A quelle parole, Virginia s’irrigidì. Si volse completamente verso di lui, sul quinto gradino, mentre ritirava il sacchetto di ghiaccio rigirandoselo tra le mani.
« Tony, lei »
« Cosa? »
« …non è »
« Non sono… cosa, lucido? – lo fissò tanto intensamente che le fece male vederlo così fiacco e, fallire ogni volta nell’aiutarlo – Non posso permettere che i miei progetti finiscano nelle mani di qualcuno come Stane o Hammer ».

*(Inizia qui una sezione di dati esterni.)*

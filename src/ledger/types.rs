use chrono::NaiveDate;
use serde::{Deserialize, Serialize};

/// One logged activity with its computed emission.
#[derive(Debug, Clone, PartialEq, Serialize, Deserialize)]
pub struct EmissionRecord {
    pub id: u64,
    pub date: NaiveDate,
    /// Display label, e.g. "Transport"
    pub category: String,
    /// Free-text description, e.g. "Car Journey - 15km"
    pub item: String,
    /// kg CO2-equivalent
    pub emission: f64,
    #[serde(default, skip_serializing_if = "Option::is_none")]
    pub cost: Option<f64>,
}

/// A record before the ledger has assigned it an id.
#[derive(Debug, Clone, PartialEq)]
pub struct NewEmission {
    pub date: NaiveDate,
    pub category: String,
    pub item: String,
    pub emission: f64,
    pub cost: Option<f64>,
}

/// Share of the total emission held by one category
#[derive(Debug, Clone, PartialEq, Serialize)]
pub struct CategoryShare {
    pub category: String,
    pub emission: f64,
    /// 0-100
    pub percentage: f64,
}

impl EmissionRecord {
    /// Cost for sorting and summing; a missing cost counts as zero
    pub fn cost_or_zero(&self) -> f64 {
        self.cost.unwrap_or(0.0)
    }
}
use serde::Serialize;

use crate::activity::{Activity, ActivityError};
use crate::factors::{CountryFactors, FactorTable};

/// Outcome of one emission calculation, with the factor that produced it.
#[derive(Debug, Clone, PartialEq, Serialize)]
pub struct EmissionResult {
    pub activity: Activity,
    pub amount: f64,
    /// kg CO2-equivalent
    pub emission: f64,
    /// kg CO2 per unit of `amount`
    pub factor: f64,
    pub unit: &'static str,
    /// Code of the country table actually used
    pub country_code: String,
    /// True when the requested country was unknown and the baseline was used
    pub fell_back: bool,
}

/// Compute the emission for one activity, in kg CO2-equivalent.
///
/// `country` of None means the table's baseline country. Unknown codes silently
/// fall back to the baseline as well.
pub fn calculate_emission(
    table: &FactorTable,
    activity: Activity,
    amount: f64,
    country: Option<&str>,
) -> f64 {
    let factors = match country {
        Some(code) => table.lookup_country(code),
        None => table.baseline(),
    };
    amount * factor_for(factors, activity)
}

/// Same as [`calculate_emission`], returning the factor and country used.
pub fn calculate(
    table: &FactorTable,
    activity: Activity,
    amount: f64,
    country: Option<&str>,
) -> EmissionResult {
    let (code, factors, fell_back) = match country {
        Some(code) => table.resolve(code),
        None => (table.baseline_code(), table.baseline(), false),
    };
    let factor = factor_for(factors, activity);

    EmissionResult {
        activity,
        amount,
        emission: amount * factor,
        factor,
        unit: activity.unit(),
        country_code: code.to_string(),
        fell_back,
    }
}

/// String-keyed calculation.
///
/// An unknown category yields 0. An unknown subtype within a known category is
/// an [`ActivityError::UnknownActivity`]. Electricity ignores the subtype.
pub fn calculate_emission_str(
    table: &FactorTable,
    subtype: &str,
    category: &str,
    amount: f64,
    country: Option<&str>,
) -> Result<f64, ActivityError> {
    match Activity::from_parts(category, Some(subtype)) {
        Ok(activity) => Ok(calculate_emission(table, activity, amount, country)),
        Err(ActivityError::UnknownCategory(_)) => Ok(0.0),
        Err(e) => Err(e),
    }
}

/// Emission factor of `activity` in one country's table
pub fn factor_for(factors: &CountryFactors, activity: Activity) -> f64 {
    match activity {
        Activity::Electricity => factors.electricity,
        Activity::Transport(mode) => factors.transport.get(mode),
        Activity::Food(food) => factors.food.get(food),
    }
}

#[cfg(test)]
mod tests {
    use super::*;
    use crate::activity::{FoodType, TransportMode};

    const EPSILON: f64 = 1e-9;

    fn assert_close(actual: f64, expected: f64) {
        assert!(
            (actual - expected).abs() < EPSILON,
            "expected {}, got {}",
            expected,
            actual
        );
    }

    fn all_activities() -> Vec<Activity> {
        let mut activities = vec![Activity::Electricity];
        activities.extend(TransportMode::ALL.into_iter().map(Activity::Transport));
        activities.extend(FoodType::ALL.into_iter().map(Activity::Food));
        activities
    }

    #[test]
    fn test_electricity_us() {
        let table = FactorTable::builtin();
        let result = calculate_emission_str(&table, "_", "electricity", 10.0, Some("US")).unwrap();
        assert_close(result, 4.5);
    }

    #[test]
    fn test_car_us() {
        let table = FactorTable::builtin();
        let result = calculate_emission_str(&table, "car", "transport", 15.0, Some("US")).unwrap();
        assert_close(result, 3.15);
    }

    #[test]
    fn test_beef_us() {
        let table = FactorTable::builtin();
        let result = calculate_emission_str(&table, "beef", "food", 1.0, Some("US")).unwrap();
        assert_close(result, 27.0);
    }

    #[test]
    fn test_unsupported_country_falls_back_to_us() {
        let table = FactorTable::builtin();
        let result = calculate_emission_str(&table, "car", "transport", 15.0, Some("ZZ")).unwrap();
        assert_close(result, 3.15);
    }

    #[test]
    fn test_zero_amount() {
        let table = FactorTable::builtin();
        let result = calculate_emission_str(&table, "car", "transport", 0.0, Some("US")).unwrap();
        assert_eq!(result, 0.0);
    }

    #[test]
    fn test_missing_country_uses_baseline() {
        let table = FactorTable::builtin();
        let activity = Activity::Transport(TransportMode::Car);
        assert_close(calculate_emission(&table, activity, 15.0, None), 3.15);
    }

    #[test]
    fn test_amount_times_factor_for_every_country() {
        let table = FactorTable::builtin();
        let amount = 7.5;
        for (code, _) in table.list_countries() {
            let factors = table.lookup_country(code);
            for activity in all_activities() {
                let expected = amount * factor_for(factors, activity);
                let actual = calculate_emission(&table, activity, amount, Some(code));
                assert_close(actual, expected);
                assert_eq!(calculate_emission(&table, activity, 0.0, Some(code)), 0.0);
            }
        }
    }

    #[test]
    fn test_unknown_category_is_zero() {
        let table = FactorTable::builtin();
        for code in ["US", "FR", "ZZ"] {
            let result =
                calculate_emission_str(&table, "anything", "doesNotExist", 42.0, Some(code))
                    .unwrap();
            assert_eq!(result, 0.0);
        }
    }

    #[test]
    fn test_unknown_subtype_is_error() {
        let table = FactorTable::builtin();
        let err = calculate_emission_str(&table, "rocket", "transport", 10.0, Some("US"))
            .unwrap_err();
        assert_eq!(
            err,
            ActivityError::UnknownActivity {
                category: "transport".to_string(),
                subtype: "rocket".to_string(),
            }
        );
    }

    #[test]
    fn test_repeated_calls_are_identical() {
        let table = FactorTable::builtin();
        let activity = Activity::Food(FoodType::Chicken);
        let first = calculate_emission(&table, activity, 2.5, Some("IN"));
        for _ in 0..10 {
            assert_eq!(calculate_emission(&table, activity, 2.5, Some("IN")), first);
        }
    }

    #[test]
    fn test_calculate_reports_factor_and_country() {
        let table = FactorTable::builtin();
        let result = calculate(&table, Activity::Electricity, 100.0, Some("fr"));
        assert_eq!(result.country_code, "FR");
        assert!(!result.fell_back);
        assert_eq!(result.factor, 0.052);
        assert_eq!(result.unit, "kWh");
        assert_close(result.emission, 5.2);

        let result = calculate(&table, Activity::Electricity, 100.0, Some("ZZ"));
        assert_eq!(result.country_code, "US");
        assert!(result.fell_back);
        assert_close(result.emission, 45.0);
    }

    #[test]
    fn test_calculate_uses_configured_baseline() {
        let table = FactorTable::builtin().with_baseline("GB").unwrap();
        let activity = Activity::Transport(TransportMode::Car);
        assert_close(calculate_emission(&table, activity, 10.0, None), 1.8);
        assert_close(calculate_emission(&table, activity, 10.0, Some("ZZ")), 1.8);
    }
}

Sentì la bocca dello stomaco serrarsi fino quasi a impedirle di respirare – < Non ho nessuno se non lei > – e ancora una volta, prese in mano il medaglione come se facendolo, potesse ricevere un consiglio.
« Se vuole che resti, dovranno cambiare alcune cose » mormorò, mantenendo gli occhi in quelli dell’uomo.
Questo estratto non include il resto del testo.